Subjective Circumstances

  1. The Court has been addressed on subjective circumstances at some length. Relying upon the history given to Dr Richard Furst, Forensic Psychiatrist, the offender submits that his disrupted childhood in which he was exposed to his parents’ drug use and addictions and during which he spent time in boys’ homes and suffered periods of homelessness, was a period of deprivation and warrants application of the principles summarised by the High Court in Bugmy v The Queen [1] . I accept that proposition.

    1. Bugmy v The Queen (2013) 249 CLR 571; [2013] HCA 37.

  2. His homelessness and exposure to drug use during formative years would have had an effect to which the Court has regard. In my view, such exposure and the consequent exclusion from normative social behaviours, is likely to lead to antisocial behaviour and requires some amelioration in the sentence. The factor goes into the mix in the intuitive synthesis that is involved in sentencing. That issue is the subject of comment later in these remarks.

  3. Over and above the childhood deprivation, the offender has been diagnosed by Dr Furst, in his Report of 7 February 2021, with schizophrenia and substance use disorder (methylamphetamines and heroin).

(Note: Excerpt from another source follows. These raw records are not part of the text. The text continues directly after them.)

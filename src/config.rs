//! Configuration for credence.
//!
//! [`Options`] is built once at startup, validated, and then threaded into
//! every call as an immutable value. Nothing in this crate mutates it.

use std::fmt;
use std::sync::Arc;

use serde::Deserialize;

use crate::auth::password::PasswordPolicy;
use crate::{Error, Result};

/// Visibility spec for a single record field.
#[derive(Debug, Clone, Deserialize)]
pub struct FieldSpec {
    /// Field name as it appears in the serialized record.
    pub name: String,
    /// Whether the field is removed from safe projections.
    #[serde(default)]
    pub hide: bool,
}

impl FieldSpec {
    /// Create a hidden-field spec.
    pub fn hidden(name: impl Into<String>) -> Self {
        Self {
            name: name.into(),
            hide: true,
        }
    }
}

/// Field-visibility list for one entity kind.
#[derive(Debug, Clone, Default, Deserialize)]
pub struct EntityFields {
    /// Per-field visibility specs.
    #[serde(default)]
    pub fields: Vec<FieldSpec>,
}

impl EntityFields {
    /// Names of the fields marked hidden.
    pub fn hidden(&self) -> impl Iterator<Item = &str> {
        self.fields
            .iter()
            .filter(|f| f.hide)
            .map(|f| f.name.as_str())
    }
}

/// Process-wide options, fixed before any operation.
#[derive(Clone, Deserialize)]
pub struct Options {
    /// PBKDF2 iteration count for newly derived credentials.
    ///
    /// Raising this does not invalidate stored credentials; each record
    /// carries the rounds it was derived with.
    #[serde(default = "default_rounds")]
    pub rounds: u32,

    /// Derived key length in bytes.
    #[serde(default = "default_key_length")]
    pub key_length: usize,

    /// Salt length in bytes (before text encoding).
    #[serde(default = "default_salt_length")]
    pub salt_length: usize,

    /// Generate a random secret when no password is supplied.
    #[serde(default = "default_autopass")]
    pub autopass: bool,

    /// Require the password repeat argument.
    #[serde(default)]
    pub must_repeat: bool,

    /// New accounts need confirmation; registration assigns a confirm code.
    #[serde(default)]
    pub confirm: bool,

    /// Accept legacy `hex(SHA1(password + salt))` hashes when the primary
    /// comparison fails. Only for records created before the iterated
    /// scheme existed.
    #[serde(default)]
    pub legacy_sha1: bool,

    /// How long a password reset stays usable, in seconds.
    #[serde(default = "default_reset_period")]
    pub reset_period_secs: u64,

    /// Field visibility for user records.
    #[serde(default = "default_user_fields")]
    pub user: EntityFields,

    /// Field visibility for login records.
    #[serde(default)]
    pub login: EntityFields,

    /// Field visibility for reset records.
    #[serde(default)]
    pub reset: EntityFields,

    /// Optional password-strength hook consulted before derivation.
    #[serde(skip)]
    pub policy: Option<Arc<dyn PasswordPolicy>>,
}

fn default_rounds() -> u32 {
    11111
}

fn default_key_length() -> usize {
    128
}

fn default_salt_length() -> usize {
    8
}

fn default_autopass() -> bool {
    true
}

fn default_reset_period() -> u64 {
    24 * 60 * 60
}

fn default_user_fields() -> EntityFields {
    EntityFields {
        fields: vec![
            FieldSpec::hidden("pass"),
            FieldSpec::hidden("salt"),
            FieldSpec::hidden("rounds"),
        ],
    }
}

impl Default for Options {
    fn default() -> Self {
        Self {
            rounds: default_rounds(),
            key_length: default_key_length(),
            salt_length: default_salt_length(),
            autopass: default_autopass(),
            must_repeat: false,
            confirm: false,
            legacy_sha1: false,
            reset_period_secs: default_reset_period(),
            user: default_user_fields(),
            login: EntityFields::default(),
            reset: EntityFields::default(),
            policy: None,
        }
    }
}

impl fmt::Debug for Options {
    fn fmt(&self, f: &mut fmt::Formatter<'_>) -> fmt::Result {
        f.debug_struct("Options")
            .field("rounds", &self.rounds)
            .field("key_length", &self.key_length)
            .field("salt_length", &self.salt_length)
            .field("autopass", &self.autopass)
            .field("must_repeat", &self.must_repeat)
            .field("confirm", &self.confirm)
            .field("legacy_sha1", &self.legacy_sha1)
            .field("reset_period_secs", &self.reset_period_secs)
            .field("policy", &self.policy.as_ref().map(|_| "<custom>"))
            .finish()
    }
}

impl Options {
    /// Set the password-strength hook.
    pub fn with_policy(mut self, policy: Arc<dyn PasswordPolicy>) -> Self {
        self.policy = Some(policy);
        self
    }

    /// Check that the options are usable.
    ///
    /// Call this once at startup, before serving any request.
    pub fn validate(&self) -> Result<()> {
        if self.rounds == 0 {
            return Err(Error::Config("rounds must be positive".to_string()));
        }
        if self.key_length == 0 {
            return Err(Error::Config("key_length must be positive".to_string()));
        }
        if self.salt_length == 0 {
            return Err(Error::Config("salt_length must be positive".to_string()));
        }
        Ok(())
    }
}
//! Password reset record.

use chrono::{DateTime, Utc};
use serde::{Deserialize, Serialize};

/// A pending password reset. Deactivated once executed; stale once older
/// than the configured reset period.
#[derive(Debug, Clone, Serialize, Deserialize)]
pub struct Reset {
    /// Random reset token.
    pub id: String,

    /// Id of the user the reset is for.
    pub user: String,

    /// Nick of the user the reset is for.
    pub nick: String,

    /// When the reset was requested.
    pub when: DateTime<Utc>,

    /// Whether the reset is still usable.
    pub active: bool,
}

#[cfg(test)]
mod tests {
    use super::*;

    #[test]
    fn test_reset_roundtrip() {
        let reset = Reset {
            id: "r1".to_string(),
            user: "u1".to_string(),
            nick: "alice".to_string(),
            when: Utc::now(),
            active: true,
        };
        let json = serde_json::to_string(&reset).unwrap();
        let back: Reset = serde_json::from_str(&json).unwrap();
        assert_eq!(back.id, "r1");
        assert!(back.active);
    }
}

The schizophrenia, which is a chronic and severe mental disorder, commonly has symptoms including hallucinations, delusions, mood disturbance, and behavioural disturbances.

  4. Mr Bushell hears voices of “demons” and “angels” but, according to the Report, was not obviously troubled or distracted by the apparent hallucinations. Nor was Mr Bushell depressed in mood or especially anxious. The Report was crafted for the purposes of the drug offences, rather than the manslaughter offence, but is relevant to all of the offences.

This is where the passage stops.